Community Artist Calls for Submission

Digital Art

Arists in Residence Julia Krolik and Owen Fernley will create a digital artwork titled Community Flow.

Community Flow is a digital online art piece that showcases the creations of eight community maker projects from the Great Art for Great Lakes initiative. During all maker workshops each community member’s contribution will be photographed and directly incorporated into Community Flow. This online art piece is created using a custom algorithm. Each of the eight communities will be represented by a uniquely coloured circle, which will be mapped onto an image of the Great Lakes.

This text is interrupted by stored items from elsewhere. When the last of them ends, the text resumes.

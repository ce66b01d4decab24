//! Bonding-curve formula oracle.
//!
//! The pricing engine only needs two questions answered against a frozen
//! snapshot: how many tokens does a deposit buy, and how much collateral
//! does a sale return. [`CurveFormula`] is that seam; [`BancorFormula`] is
//! the continuous-reserve-ratio implementation.
//!
//! ```text
//! purchase_return = supply  * ((1 + deposit / balance) ^ (ratio / PPM) - 1)
//! sale_return     = balance * (1 - (1 - amount / supply) ^ (PPM / ratio))
//! ```
//!
//! Results are floored to whole units.

use bondbatch_types::{BondbatchError, Result, constants::PPM};
use rust_decimal::prelude::*;

use crate::math::mul_div;

/// Curve oracle evaluated against a batch snapshot.
pub trait CurveFormula {
    /// Bonded tokens received for depositing `deposit` collateral.
    fn purchase_return(
        &self,
        supply: u128,
        balance: u128,
        reserve_ratio: u32,
        deposit: u128,
    ) -> Result<u128>;

    /// Collateral received for selling `amount` bonded tokens.
    fn sale_return(
        &self,
        supply: u128,
        balance: u128,
        reserve_ratio: u32,
        amount: u128,
    ) -> Result<u128>;
}

/// Bancor continuous-token formula.
///
/// Non-linear ratios are evaluated in `rust_decimal`, so every supply,
/// balance and amount must fit in [`BancorFormula::MAX_INPUT`] (`2^96 - 1`,
/// about 7.9e28). At 18 decimals that is roughly 79 billion whole tokens.
/// Larger inputs, or results that overflow on the way, fail with
/// `CurveFormula`. A ratio of exactly `PPM` stays in `u128` and has no such
/// limit.
#[derive(Debug, Clone, Copy, Default)]
pub struct BancorFormula;

impl BancorFormula {
    /// Largest amount accepted by the non-linear curve.
    pub const MAX_INPUT: u128 = 79_228_162_514_264_337_593_543_950_335;

    #[must_use]
    pub fn new() -> Self {
        Self
    }
}

impl CurveFormula for BancorFormula {
    fn purchase_return(
        &self,
        supply: u128,
        balance: u128,
        reserve_ratio: u32,
        deposit: u128,
    ) -> Result<u128> {
        check_domain(supply, reserve_ratio)?;
        if balance == 0 {
            return Err(curve_error("purchase against a zero balance"));
        }
        if deposit == 0 {
            return Ok(0);
        }
        if reserve_ratio == PPM {
            return mul_div(supply, deposit, balance, "linear purchase return");
        }

        let s = to_decimal(supply)?;
        let b = to_decimal(balance)?;
        let d = to_decimal(deposit)?;
        let exponent = Decimal::from(reserve_ratio) / Decimal::from(PPM);

        let base = d
            .checked_div(b)
            .and_then(|q| q.checked_add(Decimal::ONE))
            .ok_or_else(|| curve_error("purchase base overflow"))?;
        let growth = base
            .checked_powd(exponent)
            .ok_or_else(|| curve_error("purchase power overflow"))?;
        let tokens = s
            .checked_mul(growth - Decimal::ONE)
            .ok_or_else(|| curve_error("purchase return overflow"))?;
        from_decimal(tokens)
    }

    fn sale_return(
        &self,
        supply: u128,
        balance: u128,
        reserve_ratio: u32,
        amount: u128,
    ) -> Result<u128> {
        check_domain(supply, reserve_ratio)?;
        if amount > supply {
            return Err(curve_error("sale exceeds supply"));
        }
        if amount == 0 {
            return Ok(0);
        }
        if amount == supply {
            return Ok(balance);
        }
        if reserve_ratio == PPM {
            return mul_div(balance, amount, supply, "linear sale return");
        }

        let s = to_decimal(supply)?;
        let b = to_decimal(balance)?;
        let a = to_decimal(amount)?;
        let exponent = Decimal::from(PPM) / Decimal::from(reserve_ratio);

        let base = a
            .checked_div(s)
            .map(|q| Decimal::ONE - q)
            .ok_or_else(|| curve_error("sale base overflow"))?;
        let remaining = base
            .checked_powd(exponent)
            .ok_or_else(|| curve_error("sale power overflow"))?;
        let collateral = b
            .checked_mul(Decimal::ONE - remaining)
            .ok_or_else(|| curve_error("sale return overflow"))?;
        from_decimal(collateral)
    }
}

fn check_domain(supply: u128, reserve_ratio: u32) -> Result<()> {
    if supply == 0 {
        return Err(curve_error("zero supply"));
    }
    if reserve_ratio == 0 || reserve_ratio > PPM {
        return Err(BondbatchError::InvalidReserveRatio(reserve_ratio));
    }
    Ok(())
}

fn to_decimal(value: u128) -> Result<Decimal> {
    Decimal::from_u128(value).ok_or_else(|| curve_error("amount exceeds decimal range"))
}

fn from_decimal(value: Decimal) -> Result<u128> {
    if value.is_sign_negative() {
        return Ok(0);
    }
    value
        .floor()
        .to_u128()
        .ok_or_else(|| curve_error("result exceeds integer range"))
}

fn curve_error(reason: &str) -> BondbatchError {
    BondbatchError::CurveFormula {
        reason: reason.to_string(),
    }
}
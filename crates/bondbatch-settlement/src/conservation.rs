//! Conservation audit over the batch store.
//!
//! Invariants recomputed from scratch:
//! ```text
//! tokens_to_be_minted          == Σ batches      (buy_return  - claimed buy_return)
//! collaterals_to_be_claimed[a] == Σ batches of a (sell_return - claimed sell_return)
//! ∀ batch: Σ buyers == buy_spend,  Σ sellers == sell_spend
//! ∀ asset: collaterals_to_be_claimed[a] <= pooled balance of a
//! ```
//!
//! Drift in any of them means bookkeeping went wrong somewhere upstream.

use std::collections::BTreeMap;

use bondbatch_ingress::{AssetLedger, BatchStore};
use bondbatch_types::{
    AccountId, BatchKey, BondbatchError, CollateralAsset, OrderSide, Result,
};

/// Recomputes the store's derived counters and compares.
#[derive(Debug, Clone, Copy, Default)]
pub struct ConservationAudit;

impl ConservationAudit {
    /// Check both running counters and every batch's per-account sums.
    ///
    /// # Errors
    /// [`BondbatchError::InvariantViolation`] describing the first drift found.
    pub fn verify(store: &BatchStore) -> Result<()> {
        let mut unminted: u128 = 0;
        let mut claimable: BTreeMap<&CollateralAsset, u128> = BTreeMap::new();

        for (key, batch) in store.batches() {
            if batch.claimed.buy_return > batch.totals.buy_return
                || batch.claimed.sell_return > batch.totals.sell_return
            {
                return Err(violation(format!("{key}: claimed more than returned")));
            }
            unminted = unminted
                .checked_add(batch.unclaimed_buy_return())
                .ok_or_else(|| violation("unminted total overflows".to_string()))?;
            let slot = claimable.entry(&key.asset).or_default();
            *slot = slot
                .checked_add(batch.unclaimed_sell_return())
                .ok_or_else(|| violation("claimable total overflows".to_string()))?;
        }

        if unminted != store.tokens_to_be_minted() {
            return Err(violation(format!(
                "tokens to be minted {} != unclaimed buy returns {unminted}",
                store.tokens_to_be_minted()
            )));
        }
        for (asset, counter) in store.claimable_assets() {
            let expected = claimable.get(asset).copied().unwrap_or_default();
            if counter != expected {
                return Err(violation(format!(
                    "collaterals to be claimed for {asset}: {counter} != unclaimed sell returns {expected}"
                )));
            }
        }
        for (asset, expected) in &claimable {
            if *expected != store.collaterals_to_be_claimed(asset) {
                return Err(violation(format!(
                    "unclaimed sell returns for {asset} ({expected}) missing from counter"
                )));
            }
        }

        Self::verify_contributions(store)
    }

    /// Check `collaterals_to_be_claimed[a] <= pooled(reserve, a)` for every asset.
    ///
    /// # Errors
    /// [`BondbatchError::InsufficientPoolBalance`] for the first short asset.
    pub fn verify_pool<L: AssetLedger + ?Sized>(
        store: &BatchStore,
        ledger: &L,
        reserve: AccountId,
    ) -> Result<()> {
        for (asset, needed) in store.claimable_assets() {
            let available = ledger.pooled_balance_of(reserve, asset);
            if needed > available {
                return Err(BondbatchError::InsufficientPoolBalance {
                    asset: asset.clone(),
                    needed,
                    available,
                });
            }
        }
        Ok(())
    }

    fn verify_contributions(store: &BatchStore) -> Result<()> {
        let mut sums: BTreeMap<(&BatchKey, OrderSide), u128> = BTreeMap::new();
        for (key, contribution) in store.contributions() {
            let slot = sums.entry((&key.batch, key.side)).or_default();
            *slot = slot
                .checked_add(contribution.amount)
                .ok_or_else(|| violation(format!("{} contributions overflow", key.batch)))?;
        }

        for (key, batch) in store.batches() {
            for (side, spend) in [
                (OrderSide::Buy, batch.totals.buy_spend),
                (OrderSide::Sell, batch.totals.sell_spend),
            ] {
                let sum = sums.remove(&(key, side)).unwrap_or_default();
                if sum != spend {
                    return Err(violation(format!(
                        "{key}: {side} contributions {sum} != total spend {spend}"
                    )));
                }
            }
        }
        if let Some(((key, side), _)) = sums.into_iter().next() {
            return Err(violation(format!("{key}: {side} contributions without a batch")));
        }
        Ok(())
    }
}

fn violation(reason: String) -> BondbatchError {
    tracing::warn!(reason = %reason, "Conservation audit failed");
    BondbatchError::InvariantViolation { reason }
}

#[cfg(test)]
mod tests {
    use bondbatch_curve::BancorFormula;
    use bondbatch_ingress::{
        CollateralRegistry, EventLog, InMemoryLedger, OrderAggregator,
    };
    use bondbatch_types::{CollateralConfig, MarketConfig, WindowId, constants::PPM};

    use super::*;
    use crate::ClaimSettler;

    fn dai() -> CollateralAsset {
        CollateralAsset::token("DAI")
    }

    #[test]
    fn empty_store_conserves() {
        let store = BatchStore::new(1).unwrap();
        assert!(ConservationAudit::verify(&store).is_ok());
        assert!(
            ConservationAudit::verify_pool(&store, &InMemoryLedger::new(), AccountId::new())
                .is_ok()
        );
    }

    #[test]
    fn orders_and_claims_conserve() {
        let mut ledger = InMemoryLedger::new();
        ledger.register_token("DAI");
        let config = MarketConfig::new(AccountId::new(), AccountId::new());
        ledger.deposit(config.reserve, &dai(), 100).unwrap();
        let mut registry = CollateralRegistry::new();
        registry
            .add(&ledger, dai(), CollateralConfig::new(1_000, 0, PPM / 2))
            .unwrap();
        let mut store = BatchStore::new(1).unwrap();
        let mut events = EventLog::new();

        let (buyer, seller) = (AccountId::new(), AccountId::new());
        ledger.deposit(buyer, &dai(), 10).unwrap();
        ledger.mint(seller, 100).unwrap();
        {
            let mut agg = OrderAggregator::new(
                &mut store,
                &registry,
                &mut ledger,
                &BancorFormula,
                &config,
                &mut events,
                0,
            );
            agg.open_buy_order(buyer, &dai(), 10).unwrap();
            agg.open_sell_order(seller, &dai(), 100).unwrap();
        }
        ConservationAudit::verify(&store).unwrap();
        ConservationAudit::verify_pool(&store, &ledger, config.reserve).unwrap();

        let mut settler = ClaimSettler::new(&mut store, &mut ledger, &config, &mut events, 1);
        settler.claim_buy(buyer, WindowId(0), &dai()).unwrap();
        settler.claim_sell(seller, WindowId(0), &dai()).unwrap();
        ConservationAudit::verify(&store).unwrap();
        ConservationAudit::verify_pool(&store, &ledger, config.reserve).unwrap();
    }

    #[test]
    fn pool_shortfall_detected() {
        let mut ledger = InMemoryLedger::new();
        ledger.register_token("DAI");
        let config = MarketConfig::new(AccountId::new(), AccountId::new());
        ledger.deposit(config.reserve, &dai(), 100).unwrap();
        let mut registry = CollateralRegistry::new();
        registry
            .add(&ledger, dai(), CollateralConfig::new(1_000, 0, PPM / 2))
            .unwrap();
        let mut store = BatchStore::new(1).unwrap();
        let mut events = EventLog::new();
        let seller = AccountId::new();
        ledger.mint(seller, 100).unwrap();
        OrderAggregator::new(
            &mut store,
            &registry,
            &mut ledger,
            &BancorFormula,
            &config,
            &mut events,
            0,
        )
        .open_sell_order(seller, &dai(), 100)
        .unwrap();

        ledger
            .transfer(config.reserve, AccountId::new(), &dai(), 95)
            .unwrap();
        let err = ConservationAudit::verify_pool(&store, &ledger, config.reserve).unwrap_err();
        assert!(matches!(err, BondbatchError::InsufficientPoolBalance { .. }));
    }
}
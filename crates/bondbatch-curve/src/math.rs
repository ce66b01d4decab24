//! Checked fixed-point helpers.

use bondbatch_types::{BondbatchError, Result};

/// `floor(a * b / d)` with every step checked.
///
/// `op` names the computation in the resulting [`BondbatchError::Arithmetic`].
pub fn mul_div(a: u128, b: u128, d: u128, op: &'static str) -> Result<u128> {
    a.checked_mul(b)
        .and_then(|n| n.checked_div(d))
        .ok_or(BondbatchError::Arithmetic { op })
}

/// `a - b`, failing instead of wrapping.
pub fn sub(a: u128, b: u128, op: &'static str) -> Result<u128> {
    a.checked_sub(b).ok_or(BondbatchError::Arithmetic { op })
}

/// `a + b`, failing instead of wrapping.
pub fn add(a: u128, b: u128, op: &'static str) -> Result<u128> {
    a.checked_add(b).ok_or(BondbatchError::Arithmetic { op })
}
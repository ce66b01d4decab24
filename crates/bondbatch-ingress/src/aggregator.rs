//! Order aggregator: folds buy and sell intents into the current batch.
//!
//! Each order runs to completion or leaves no trace:
//!
//! 1. Input checks (amount, whitelist, balance)
//! 2. Stage the order on a private copy of its batch
//! 3. Reprice the copy
//! 4. Slippage guard, pooled-balance sufficiency
//! 5. Ledger effects (fee, collateral, burn)
//! 6. Commit to the store and emit events
//!
//! Any failure before step 6 drops the staged copy. Ledger effects that
//! partially applied are compensated before the error is returned.

use bondbatch_curve::{CurveFormula, SlippageGuard, math, mul_div, reprice};
use bondbatch_types::{
    AccountId, BatchKey, BondbatchError, CollateralAsset, MarketConfig, MarketEvent,
    OrderReceipt, OrderSide, Result, constants::PCT_BASE,
};

use crate::{
    batch_store::{BatchStore, CounterProjection, StagedBatch},
    event_log::EventLog,
    ledger::AssetLedger,
    registry::CollateralRegistry,
};

/// Borrowed view of the market state an order needs.
pub struct OrderAggregator<'a, L: AssetLedger + ?Sized, F: CurveFormula + ?Sized> {
    store: &'a mut BatchStore,
    registry: &'a CollateralRegistry,
    ledger: &'a mut L,
    formula: &'a F,
    config: &'a MarketConfig,
    events: &'a mut EventLog,
    height: u64,
}

impl<'a, L: AssetLedger + ?Sized, F: CurveFormula + ?Sized> OrderAggregator<'a, L, F> {
    #[must_use]
    pub fn new(
        store: &'a mut BatchStore,
        registry: &'a CollateralRegistry,
        ledger: &'a mut L,
        formula: &'a F,
        config: &'a MarketConfig,
        events: &'a mut EventLog,
        height: u64,
    ) -> Self {
        Self {
            store,
            registry,
            ledger,
            formula,
            config,
            events,
            height,
        }
    }

    /// Spend `value` collateral on bonded tokens in the current batch.
    ///
    /// The buy fee is withheld up front; only the net value joins the batch.
    ///
    /// # Errors
    /// - `ZeroAmount`, `CollateralNotWhitelisted`, `InsufficientBalance`
    /// - `SlippageExceeded`, `InsufficientPoolBalance` (order rolled back)
    /// - ledger or curve failures
    pub fn open_buy_order(
        &mut self,
        buyer: AccountId,
        asset: &CollateralAsset,
        value: u128,
    ) -> Result<OrderReceipt> {
        if value == 0 {
            return Err(BondbatchError::ZeroAmount);
        }
        let collateral = self.registry.get(asset)?;
        let available = self.ledger.balance_of(buyer, asset);
        if available < value {
            return Err(BondbatchError::InsufficientBalance {
                needed: value,
                available,
            });
        }

        let fee = mul_div(
            value,
            u128::from(self.config.buy_fee_pct),
            u128::from(PCT_BASE),
            "buy fee",
        )?;
        let net = math::sub(value, fee, "buy value after fee")?;

        let window = self.store.current_window(self.height);
        let mut staged = self.store.stage(
            &*self.ledger,
            self.config.reserve,
            window,
            asset,
            collateral,
            OrderSide::Buy,
            buyer,
            net,
        )?;
        // The net value lands in the reserve before any sell claim can draw on it.
        let projection = self.price_and_validate(&mut staged, net)?;

        self.transfer_buy_funds(buyer, asset, fee, net)?;

        let totals = staged.batch.totals;
        let mut emitted = self.store.commit(staged, projection);
        emitted.push(MarketEvent::BuyOrderOpened {
            buyer,
            window,
            asset: asset.clone(),
            fee,
            value: net,
        });
        emitted.push(MarketEvent::PricingUpdated {
            window,
            asset: asset.clone(),
            totals,
        });
        self.events.extend(emitted);

        tracing::info!(
            buyer = %buyer,
            window = %window,
            asset = %asset,
            value,
            fee,
            "Buy order opened"
        );

        Ok(OrderReceipt {
            key: BatchKey::new(window, asset.clone()),
            side: OrderSide::Buy,
            account: buyer,
            gross: value,
            fee,
            net,
        })
    }

    /// Sell `amount` bonded tokens for collateral in the current batch.
    ///
    /// The tokens are burned when the order commits; the seller claims
    /// collateral after the window closes.
    ///
    /// # Errors
    /// - `ZeroAmount`, `CollateralNotWhitelisted`, `InsufficientBalance`
    /// - `SlippageExceeded`, `InsufficientPoolBalance` (order rolled back)
    /// - ledger or curve failures
    pub fn open_sell_order(
        &mut self,
        seller: AccountId,
        asset: &CollateralAsset,
        amount: u128,
    ) -> Result<OrderReceipt> {
        if amount == 0 {
            return Err(BondbatchError::ZeroAmount);
        }
        let collateral = self.registry.get(asset)?;
        let spendable = self.ledger.spendable_balance_of(seller);
        if spendable < amount {
            return Err(BondbatchError::InsufficientBalance {
                needed: amount,
                available: spendable,
            });
        }

        let window = self.store.current_window(self.height);
        let mut staged = self.store.stage(
            &*self.ledger,
            self.config.reserve,
            window,
            asset,
            collateral,
            OrderSide::Sell,
            seller,
            amount,
        )?;
        let projection = self.price_and_validate(&mut staged, 0)?;

        self.ledger.burn(seller, amount)?;

        let totals = staged.batch.totals;
        let mut emitted = self.store.commit(staged, projection);
        emitted.push(MarketEvent::SellOrderOpened {
            seller,
            window,
            asset: asset.clone(),
            amount,
        });
        emitted.push(MarketEvent::PricingUpdated {
            window,
            asset: asset.clone(),
            totals,
        });
        self.events.extend(emitted);

        tracing::info!(
            seller = %seller,
            window = %window,
            asset = %asset,
            amount,
            "Sell order opened"
        );

        Ok(OrderReceipt {
            key: BatchKey::new(window, asset.clone()),
            side: OrderSide::Sell,
            account: seller,
            gross: amount,
            fee: 0,
            net: amount,
        })
    }

    /// Reprice the staged batch, then enforce slippage and pool sufficiency.
    ///
    /// `incoming` is collateral the order itself will add to the reserve.
    fn price_and_validate(
        &self,
        staged: &mut StagedBatch,
        incoming: u128,
    ) -> Result<CounterProjection> {
        reprice(&mut staged.batch, self.formula)?;

        let guard = SlippageGuard::new(self.config.maximum_slippage);
        if let Err(err) = guard.check(&staged.key, &staged.batch) {
            tracing::warn!(
                batch = %staged.key,
                side = %staged.side,
                account = %staged.account,
                amount = staged.amount,
                error = %err,
                "Order rejected: slippage"
            );
            return Err(err);
        }

        let projection = self.store.project(staged)?;
        let pooled = math::add(
            self.ledger
                .pooled_balance_of(self.config.reserve, &staged.key.asset),
            incoming,
            "pooled balance after order",
        )?;
        if projection.collaterals_to_be_claimed > pooled {
            tracing::warn!(
                batch = %staged.key,
                side = %staged.side,
                account = %staged.account,
                needed = projection.collaterals_to_be_claimed,
                available = pooled,
                "Order rejected: pooled balance cannot cover claimable collateral"
            );
            return Err(BondbatchError::InsufficientPoolBalance {
                asset: staged.key.asset.clone(),
                needed: projection.collaterals_to_be_claimed,
                available: pooled,
            });
        }
        Ok(projection)
    }

    /// Fee to the beneficiary, net value to the reserve. A failed second leg
    /// reverses the first.
    fn transfer_buy_funds(
        &mut self,
        buyer: AccountId,
        asset: &CollateralAsset,
        fee: u128,
        net: u128,
    ) -> Result<()> {
        let beneficiary = self.config.beneficiary;
        if fee > 0 {
            self.ledger.transfer(buyer, beneficiary, asset, fee)?;
        }
        if let Err(err) = self.ledger.transfer(buyer, self.config.reserve, asset, net) {
            let undo = if fee > 0 {
                self.ledger.transfer(beneficiary, buyer, asset, fee)
            } else {
                Ok(())
            };
            if let Err(undo) = undo {
                tracing::warn!(
                    buyer = %buyer,
                    asset = %asset,
                    fee,
                    error = %undo,
                    "Failed to return buy fee after aborted order"
                );
            }
            return Err(err);
        }
        Ok(())
    }
}
//! Slippage guard.
//!
//! A batch is valid when neither side's realized price strays from the
//! static price by more than the configured maximum, in the direction that
//! hurts that side. Buyers may always pay less, sellers may always receive
//! more. A batch with a zero static price has no reference and is always valid.

use bondbatch_types::{Batch, BatchKey, BondbatchError, OrderSide, Result, constants};

use crate::{math::mul_div, pricing::static_price_ppm};

/// Bounds each side's realized price relative to the static price.
#[derive(Debug, Clone, Copy, PartialEq, Eq)]
pub struct SlippageGuard {
    /// Maximum relative deviation in `PCT_BASE` units.
    maximum_slippage: u64,
}

impl SlippageGuard {
    #[must_use]
    pub fn new(maximum_slippage: u64) -> Self {
        Self { maximum_slippage }
    }

    /// Whether both sides of the batch are within bounds.
    #[must_use]
    pub fn is_valid(&self, key: &BatchKey, batch: &Batch) -> bool {
        self.check(key, batch).is_ok()
    }

    /// Validate both sides independently.
    ///
    /// # Errors
    /// [`BondbatchError::SlippageExceeded`] naming the failing side.
    pub fn check(&self, key: &BatchKey, batch: &Batch) -> Result<()> {
        let static_price = static_price_ppm(&batch.snapshot())?;
        if static_price == 0 {
            return Ok(());
        }
        self.check_buy_side(key, batch, static_price)?;
        self.check_sell_side(key, batch, static_price)
    }

    fn check_buy_side(&self, key: &BatchKey, batch: &Batch, static_price: u128) -> Result<()> {
        let totals = batch.totals;
        if totals.buy_spend == 0 {
            return Ok(());
        }
        if totals.buy_return == 0 {
            // Demand priced out entirely.
            return Err(self.exceeded(key, OrderSide::Buy, u128::MAX));
        }
        let ppm = u128::from(constants::PPM);
        let buy_price = mul_div(totals.buy_spend, ppm, totals.buy_return, "buy price")?;
        if buy_price <= static_price {
            return Ok(());
        }
        let deviation = relative_deviation(buy_price - static_price, static_price)?;
        if deviation > u128::from(self.maximum_slippage) {
            return Err(self.exceeded(key, OrderSide::Buy, deviation));
        }
        Ok(())
    }

    fn check_sell_side(&self, key: &BatchKey, batch: &Batch, static_price: u128) -> Result<()> {
        let totals = batch.totals;
        if totals.sell_spend == 0 {
            return Ok(());
        }
        let ppm = u128::from(constants::PPM);
        let sell_price = mul_div(totals.sell_return, ppm, totals.sell_spend, "sell price")?;
        if sell_price >= static_price {
            return Ok(());
        }
        let deviation = relative_deviation(static_price - sell_price, static_price)?;
        if deviation > u128::from(self.maximum_slippage) {
            return Err(self.exceeded(key, OrderSide::Sell, deviation));
        }
        Ok(())
    }

    fn exceeded(&self, key: &BatchKey, side: OrderSide, deviation: u128) -> BondbatchError {
        BondbatchError::SlippageExceeded {
            key: key.clone(),
            side,
            deviation,
            maximum: self.maximum_slippage,
        }
    }
}

fn relative_deviation(difference: u128, static_price: u128) -> Result<u128> {
    mul_div(
        difference,
        u128::from(constants::PCT_BASE),
        static_price,
        "price deviation",
    )
}

#[cfg(test)]
mod tests {
    use bondbatch_types::{BatchSnapshot, CollateralAsset, WindowId, constants::PCT_BASE};

    use super::*;
    use crate::{BancorFormula, reprice};

    const TEN_PCT: u64 = PCT_BASE / 10;

    fn key() -> BatchKey {
        BatchKey::new(WindowId(0), CollateralAsset::token("DAI"))
    }

    fn priced(balance: u128, buy_spend: u128, sell_spend: u128) -> Batch {
        let mut b = Batch::new(BatchSnapshot {
            supply: 1_000,
            balance,
            reserve_ratio: 500_000,
        });
        b.totals.buy_spend = buy_spend;
        b.totals.sell_spend = sell_spend;
        reprice(&mut b, &BancorFormula).unwrap();
        b
    }

    #[test]
    fn empty_batch_is_valid() {
        let guard = SlippageGuard::new(TEN_PCT);
        assert!(guard.is_valid(&key(), &priced(100, 0, 0)));
    }

    #[test]
    fn small_buy_within_bounds() {
        // 10 collateral buys 48 tokens: price 0.2083 vs 0.2 static, +4.2%.
        let guard = SlippageGuard::new(TEN_PCT);
        assert!(guard.is_valid(&key(), &priced(100, 10, 0)));
    }

    #[test]
    fn large_buy_exceeds_bounds() {
        // 100 collateral buys 414 tokens: price 0.2415, +20.8%.
        let guard = SlippageGuard::new(TEN_PCT);
        let err = guard.check(&key(), &priced(100, 100, 0)).unwrap_err();
        assert!(matches!(
            err,
            BondbatchError::SlippageExceeded {
                side: OrderSide::Buy,
                ..
            }
        ));
        assert!(SlippageGuard::new(PCT_BASE / 4).is_valid(&key(), &priced(100, 100, 0)));
    }

    #[test]
    fn large_sell_exceeds_bounds() {
        // 100 tokens return 19 collateral: price 0.19 vs 0.2, -5%.
        let batch = priced(100, 0, 100);
        assert!(SlippageGuard::new(TEN_PCT).is_valid(&key(), &batch));
        let err = SlippageGuard::new(PCT_BASE / 50)
            .check(&key(), &batch)
            .unwrap_err();
        assert!(matches!(
            err,
            BondbatchError::SlippageExceeded {
                side: OrderSide::Sell,
                ..
            }
        ));
    }

    #[test]
    fn buy_priced_out_entirely_is_invalid() {
        let mut b = Batch::new(BatchSnapshot {
            supply: 1_000,
            balance: 100,
            reserve_ratio: 500_000,
        });
        b.totals.buy_spend = 10;
        let err = SlippageGuard::new(TEN_PCT).check(&key(), &b).unwrap_err();
        assert!(matches!(
            err,
            BondbatchError::SlippageExceeded {
                deviation: u128::MAX,
                ..
            }
        ));
    }

    #[test]
    fn matched_volume_has_no_slippage() {
        // Each side fills exactly at the static price.
        let guard = SlippageGuard::new(1);
        assert!(guard.is_valid(&key(), &priced(100, 20, 100)));
    }

    #[test]
    fn zero_static_price_is_unconstrained() {
        let guard = SlippageGuard::new(1);
        assert!(guard.is_valid(&key(), &priced(0, 0, 100)));
    }
}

Each coloured circle, matching their community of origin, will cluster around that community location along the Great Lakes. The circles will leave their community of origin and travel throughout the Great Lakes system following actual current flow paths derived from scientific data. The circles will mix with each other as they slowly work their way through this system before exiting via the St. Lawrence River to the east. As each circle leaves the screen on the right hand side, the community member contribution photograph associated with each circle will appear below the Great Lakes map. In this way, each community member contribution will cycle through the Great Lakes as a data point, and appear as a photograph at the end of its journey.